‘Big fruit and nut’ funding nutritional studies

We all know the basics about eating well – eat a wide range of foods, most of them fruits and vegetables, and stay away from the ultra-processed foods that taste way too good.

But it seems like every week there’s a new study showing how walnuts, apples, cheese or dukkha could help some aspect of your life (and not just make a great cheese board).

This happens so much that there’s a running joke in the Cosmos office about nutritional studies. Whenever someone pitches a story where a particular food type is shown to have a positive nutritional effect on humans, the line rings out: ‘check for Big Food!’

More often than not, these studies will have been funded by a group with a vested interest in the food – the California Prune Board for instance.

That’s not to say that these studies are automatically bad science. Many of the studies have fail safes in place to ensure that the boards funding the study are not also influencing the outcome.

Readers also have to look at how big the study was; whether it had control groups and blind trials and  whether it was peer reviewed.

So, it’s always worth checking who funded the study and what’s behind it, just so you know. Here’s Cosmos Magazine’s favourite ‘Big’ studies over the past 12 months. 

Big Almond

‘Weight loss? ‘Nuting’ to worry about with almonds’ reads the headline to the press release.

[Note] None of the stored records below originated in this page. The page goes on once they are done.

use std::collections::VecDeque;
use std::sync::atomic::{AtomicBool, Ordering};
use std::sync::{Arc, Mutex};
use std::time::Duration;

use permitsync_core::{DriveClient, DriveError, IngestClient, IngestError, SubmitRequest};
use time::OffsetDateTime;

use crate::config::SetupFailure;
use crate::token_provider::TokenProvider;

use super::backoff::{Backoff, retry_with_backoff};
use super::cache::format_rfc3339;
use super::ledger::{HistoryStore, LedgerStore};
use super::scanner::{PdfItem, RemoteScanner};

#[derive(Debug, Clone)]
pub struct DriverOptions {
    pub scenario_id: String,
    pub language: String,
    pub group_id: String,
    pub recent_days: u64,
    pub max_uploads: usize,
    pub delay_between_items: Duration,
    pub workers: usize,
    pub download_attempts: u32,
    pub download_backoff: Backoff,
}

impl Default for DriverOptions {
    fn default() -> Self {
        Self {
            scenario_id: "construction_safety_pdf".to_string(),
            language: "zh-TW".to_string(),
            group_id: String::new(),
            recent_days: 7,
            max_uploads: 500,
            delay_between_items: Duration::from_secs(5),
            workers: 1,
            download_attempts: 3,
            download_backoff: Backoff::new(Duration::from_secs(5), Duration::from_secs(60)),
        }
    }
}

/// Terminal outcome of one item's state machine. A gateway-timeout-class
/// submit is a success-pending outcome, not a failure: the backend keeps
/// processing after the connection drops.
#[derive(Debug, Clone, PartialEq, Eq)]
pub enum ItemOutcome {
    Accepted,
    ProcessingAsync,
    DownloadFailed(String),
    SubmitFailed(String),
}

impl ItemOutcome {
    pub fn is_success(&self) -> bool {
        matches!(self, ItemOutcome::Accepted | ItemOutcome::ProcessingAsync)
    }
}

#[derive(Debug, Clone, Copy, Default, PartialEq, Eq)]
pub struct RunSummary {
    pub succeeded: usize,
    pub failed: usize,
    pub skipped: usize,
}

impl RunSummary {
    fn absorb(&mut self, outcome: &ItemOutcome) {
        if outcome.is_success() {
            self.succeeded += 1;
        } else {
            self.failed += 1;
        }
    }

    fn merge(&mut self, other: RunSummary) {
        self.succeeded += other.succeeded;
        self.failed += other.failed;
        self.skipped += other.skipped;
    }
}

enum SubmitVerdict {
    Accepted,
    Pending,
    Failed(String),
}

pub struct SyncDriver {
    drive: DriveClient,
    ingest: IngestClient,
    tokens: Arc<TokenProvider>,
    ledger: Arc<LedgerStore>,
    history: Option<Arc<HistoryStore>>,
    options: DriverOptions,
    interrupted: Arc<AtomicBool>,
}

impl SyncDriver {
    pub fn new(
        drive: DriveClient,
        ingest: IngestClient,
        tokens: Arc<TokenProvider>,
        ledger: Arc<LedgerStore>,
        options: DriverOptions,
    ) -> Self {
        Self {
            drive,
            ingest,
            tokens,
            ledger,
            history: None,
            options,
            interrupted: Arc::new(AtomicBool::new(false)),
        }
    }

    pub fn with_history(mut self, history: Arc<HistoryStore>) -> Self {
        self.history = Some(history);
        self
    }

    /// Setting this flag stops the run after in-flight items finish; no
    /// mid-flight abort is attempted, so the ledger only ever reflects
    /// completed outcomes and a restart resumes idempotently.
    pub fn interrupt_flag(&self) -> Arc<AtomicBool> {
        Arc::clone(&self.interrupted)
    }

    /// Ledger check, recency filter, newest-first ordering, upload cap.
    /// Processed items only re-qualify while a matching error record exists.
    pub fn plan(&self, candidates: Vec<PdfItem>, now: OffsetDateTime) -> Vec<PdfItem> {
        // RFC3339 UTC timestamps compare correctly as strings
        let cutoff = format_rfc3339(now - time::Duration::days(self.options.recent_days as i64));
        let ledger = self.ledger.snapshot();

        let mut recent: Vec<PdfItem> = candidates
            .into_iter()
            .filter(|item| item.modified_time.as_deref().unwrap_or("") >= cutoff.as_str())
            .collect();
        recent.sort_by(|a, b| b.modified_time.cmp(&a.modified_time));

        let mut planned = Vec::new();
        for item in recent {
            if !ledger.is_eligible(&item.composite_id(), &item.folder_name, &item.name) {
                continue;
            }
            planned.push(item);
            if planned.len() >= self.options.max_uploads {
                break;
            }
        }
        planned
    }

    /// Plans and executes a candidate set; the difference between candidates
    /// and planned items is reported as skips.
    pub async fn run(self: &Arc<Self>, candidates: Vec<PdfItem>, now: OffsetDateTime) -> RunSummary {
        let candidate_count = candidates.len();
        let planned = self.plan(candidates, now);
        let mut summary = self.run_planned(planned).await;
        summary.skipped = candidate_count - summary.succeeded - summary.failed;
        summary
    }

    /// Executes the per-item state machine over an already-planned list,
    /// sequentially or on the bounded worker pool. The cooperative
    /// inter-item delay is divided by the worker count.
    pub async fn run_planned(self: &Arc<Self>, planned: Vec<PdfItem>) -> RunSummary {
        let total = planned.len();
        if self.options.workers <= 1 {
            let mut summary = RunSummary::default();
            for (index, item) in planned.iter().enumerate() {
                if self.interrupted.load(Ordering::SeqCst) {
                    eprintln!("[permitsync] interrupted, stopping after completed items");
                    break;
                }
                eprintln!(
                    "[permitsync] [{}/{}] processing {}",
                    index + 1,
                    total,
                    item.composite_id()
                );
                let outcome = self.execute(item).await;
                summary.absorb(&outcome);
                if index + 1 < total {
                    tokio::time::sleep(self.options.delay_between_items).await;
                }
            }
            return summary;
        }

        let queue = Arc::new(Mutex::new(VecDeque::from(planned)));
        let delay = self.options.delay_between_items / self.options.workers as u32;
        let mut handles = Vec::new();
        for _ in 0..self.options.workers {
            let driver = Arc::clone(self);
            let queue = Arc::clone(&queue);
            handles.push(tokio::spawn(async move {
                let mut summary = RunSummary::default();
                loop {
                    if driver.interrupted.load(Ordering::SeqCst) {
                        break;
                    }
                    let next = {
                        let mut queue = queue.lock().unwrap_or_else(|p| p.into_inner());
                        queue.pop_front()
                    };
                    let Some(item) = next else { break };
                    eprintln!("[permitsync] processing {}", item.composite_id());
                    let outcome = driver.execute(&item).await;
                    summary.absorb(&outcome);
                    tokio::time::sleep(delay).await;
                }
                summary
            }));
        }

        let mut summary = RunSummary::default();
        for handle in handles {
            if let Ok(worker_summary) = handle.await {
                summary.merge(worker_summary);
            }
        }
        summary
    }

    async fn execute(&self, item: &PdfItem) -> ItemOutcome {
        let outcome = self.process_item(item).await;
        match &outcome {
            ItemOutcome::Accepted => {
                eprintln!("[permitsync] accepted: {}", item.composite_id());
            }
            ItemOutcome::ProcessingAsync => {
                eprintln!(
                    "[permitsync] accepted (processing continues server-side): {}",
                    item.composite_id()
                );
            }
            ItemOutcome::DownloadFailed(detail) => {
                eprintln!(
                    "[permitsync] download failed: {}: {detail}",
                    item.composite_id()
                );
            }
            ItemOutcome::SubmitFailed(detail) => {
                eprintln!(
                    "[permitsync] submit failed: {}: {detail}",
                    item.composite_id()
                );
            }
        }
        // the ledger is written only once the outcome is definitive
        if let Err(err) = self.record_outcome(item, &outcome) {
            eprintln!(
                "[permitsync] ledger write failed for {}: {err}",
                item.composite_id()
            );
        }
        outcome
    }

    async fn process_item(&self, item: &PdfItem) -> ItemOutcome {
        let content = match retry_with_backoff(
            self.options.download_attempts,
            self.options.download_backoff,
            || self.drive.download(&item.id),
            DriveError::is_retryable,
        )
        .await
        {
            Ok(bytes) => bytes,
            Err(err) => return ItemOutcome::DownloadFailed(err.to_string()),
        };

        match self.submit_with_refresh(item, content).await {
            SubmitVerdict::Accepted => ItemOutcome::Accepted,
            SubmitVerdict::Pending => ItemOutcome::ProcessingAsync,
            SubmitVerdict::Failed(detail) => ItemOutcome::SubmitFailed(detail),
        }
    }

    /// One submit attempt, plus exactly one refresh-and-retry when the
    /// backend rejects the credential.
    async fn submit_with_refresh(&self, item: &PdfItem, content: Vec<u8>) -> SubmitVerdict {
        let token = self.tokens.get_valid().await;
        match self.submit_once(&token, item, content.clone()).await {
            Ok(()) => SubmitVerdict::Accepted,
            Err(err) if err.is_gateway_pending() => SubmitVerdict::Pending,
            Err(err) if err.is_auth_rejected() => {
                let Some(fresh) = self.tokens.force_refresh().await else {
                    return SubmitVerdict::Failed(err.to_string());
                };
                match self.submit_once(&fresh, item, content).await {
                    Ok(()) => SubmitVerdict::Accepted,
                    Err(retry_err) if retry_err.is_gateway_pending() => SubmitVerdict::Pending,
                    Err(retry_err) => SubmitVerdict::Failed(retry_err.to_string()),
                }
            }
            Err(err) => SubmitVerdict::Failed(err.to_string()),
        }
    }

    async fn submit_once(
        &self,
        token: &str,
        item: &PdfItem,
        content: Vec<u8>,
    ) -> Result<(), IngestError> {
        let response = self
            .ingest
            .submit(
                token,
                SubmitRequest {
                    file_name: item.name.clone(),
                    content,
                    scenario_id: self.options.scenario_id.clone(),
                    language: self.options.language.clone(),
                    group_id: self.options.group_id.clone(),
                    additional_context: format!("建案代碼: {}", item.folder_name),
                    save_to_report: true,
                },
            )
            .await?;
        // an analysis error can still create the business record; a 2xx
        // response counts as accepted either way
        if let Some(project) = &response.construction_project {
            eprintln!(
                "[permitsync] project record: {} (report {})",
                project.project_code.as_deref().unwrap_or("?"),
                response.report_id.as_deref().unwrap_or("?")
            );
        } else if let Some(detail) = &response.error {
            eprintln!("[permitsync] backend reported: {detail}");
        }
        Ok(())
    }

    fn record_outcome(
        &self,
        item: &PdfItem,
        outcome: &ItemOutcome,
    ) -> Result<(), super::ledger::LedgerError> {
        match outcome {
            ItemOutcome::Accepted | ItemOutcome::ProcessingAsync => {
                let id = item.composite_id();
                self.ledger
                    .record_success(&id, &item.folder_name, &item.name)?;
                if let Some(history) = &self.history {
                    history.append(&id, OffsetDateTime::now_utc())?;
                }
            }
            ItemOutcome::DownloadFailed(detail) | ItemOutcome::SubmitFailed(detail) => {
                self.ledger
                    .record_error(&item.folder_name, &item.name, &item.id, detail)?;
            }
        }
        Ok(())
    }
}

/// Full upload run: scan (through the cache), persist the refreshed
/// snapshot, then drive every eligible item through the state machine.
/// An unreachable listing service is a setup failure; per-item failures
/// are recorded and never abort the run.
pub async fn run_sync(
    scanner: &RemoteScanner,
    driver: &Arc<SyncDriver>,
    ledger: &Arc<LedgerStore>,
    now: OffsetDateTime,
    recent_days: u64,
) -> anyhow::Result<RunSummary> {
    let mut cache = ledger.snapshot().cache;
    let candidates = scanner
        .scan_with_cache(&mut cache, now, recent_days)
        .await
        .map_err(|err| SetupFailure(format!("remote scan failed: {err}")))?;
    // the snapshot is persisted before filtering so even an aborted run
    // keeps the expensive listing
    ledger.update_cache(cache)?;

    if candidates.is_empty() {
        eprintln!("[permitsync] no PDFs found");
        return Ok(RunSummary::default());
    }

    let summary = driver.run(candidates, now).await;
    report_summary(&summary, ledger);
    Ok(summary)
}

/// Re-runs every item currently in the ledger's error list.
pub async fn run_retry(
    driver: &Arc<SyncDriver>,
    ledger: &Arc<LedgerStore>,
) -> anyhow::Result<RunSummary> {
    let errors = ledger.snapshot().errors;
    if errors.is_empty() {
        eprintln!("[permitsync] no recorded errors to retry");
        return Ok(RunSummary::default());
    }

    let items: Vec<PdfItem> = errors
        .into_iter()
        .map(|record| PdfItem {
            id: record.file_id,
            name: record.file,
            size: None,
            modified_time: None,
            folder_id: String::new(),
            folder_name: record.folder,
        })
        .collect();
    eprintln!("[permitsync] retrying {} failed items", items.len());
    let summary = driver.run_planned(items).await;
    report_summary(&summary, ledger);
    Ok(summary)
}

fn report_summary(summary: &RunSummary, ledger: &Arc<LedgerStore>) {
    eprintln!(
        "[permitsync] done: {} succeeded, {} failed, {} skipped",
        summary.succeeded, summary.failed, summary.skipped
    );
    let errors = ledger.snapshot().errors;
    if !errors.is_empty() {
        eprintln!("[permitsync] outstanding errors:");
        for record in errors {
            eprintln!(
                "[permitsync]   {}/{}: {}",
                record.folder,
                record.file,
                record.detail.as_deref().unwrap_or("unknown")
            );
        }
    }
}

For nine months, 106 participants undertook a weight loss plan, but half had 15% of their energy intake made up of unsalted whole almonds with skins, while the other half had 15% carbohydrate-rich snacks, such as rice crackers.

Both groups lost weight, and the almond diet showed ‘greater improvements in some lipoprotein subfractions’.

The funding body? The Almond Board of California.

Big Strawberry

In November this year it was strawberries’ turn to shine, finding that it could help limit dementia risk and depression. Research gave 30 middle-aged, overweight participants either a freeze-dried strawberry powder, or a control powder that looked and tasted the same, but had no polyphenol – a type of plant compound. 

After 12-weeks, those who had strawberry powder made fewer ‘intrusion errors’ during a word list learning task – for example remembering/repeating words not included in the learning task. They also reported lower levels of depressive symptoms.

The funder? The California Strawberry Commission.

Big Vegan Cats

This one is a bit our of left field, but stick with me. A study in September looked at cats on vegan diet, using survey data to discover that those who fed their pets vegan diets report healthier outcomes.

The results, published in PLOS One, weren’t statistically significant, but the researchers noted that this was the biggest study of its kind.

The study’s funder though was organisation Proveg International, which aims to replace 50% of animal products globally with plant-based and cultivated foods by 2040.

Big Walnut

The California Walnut Commission has had a big year.

Three different studies funded by them have reached across the gamut of nutrition science. One found that walnuts are good for your heart because of gut bacteria. Another found that walnuts could help adolescents’ cognitive development and contribute to their psychological maturation. The third found that just one ounce of walnut to the typical American diet could improve their diet substantially.

Big Prunes

Finally, the most recent study we’re including is about dried plums – better known as prunes. The study, published in The Journal of Nutrition earlier this month showed that daily consumption of prunes reduced inflammation cytokines. The researchers suggest this could help counter bone loss in postmenopausal women.

The funder? You guessed it, The California Prune Board.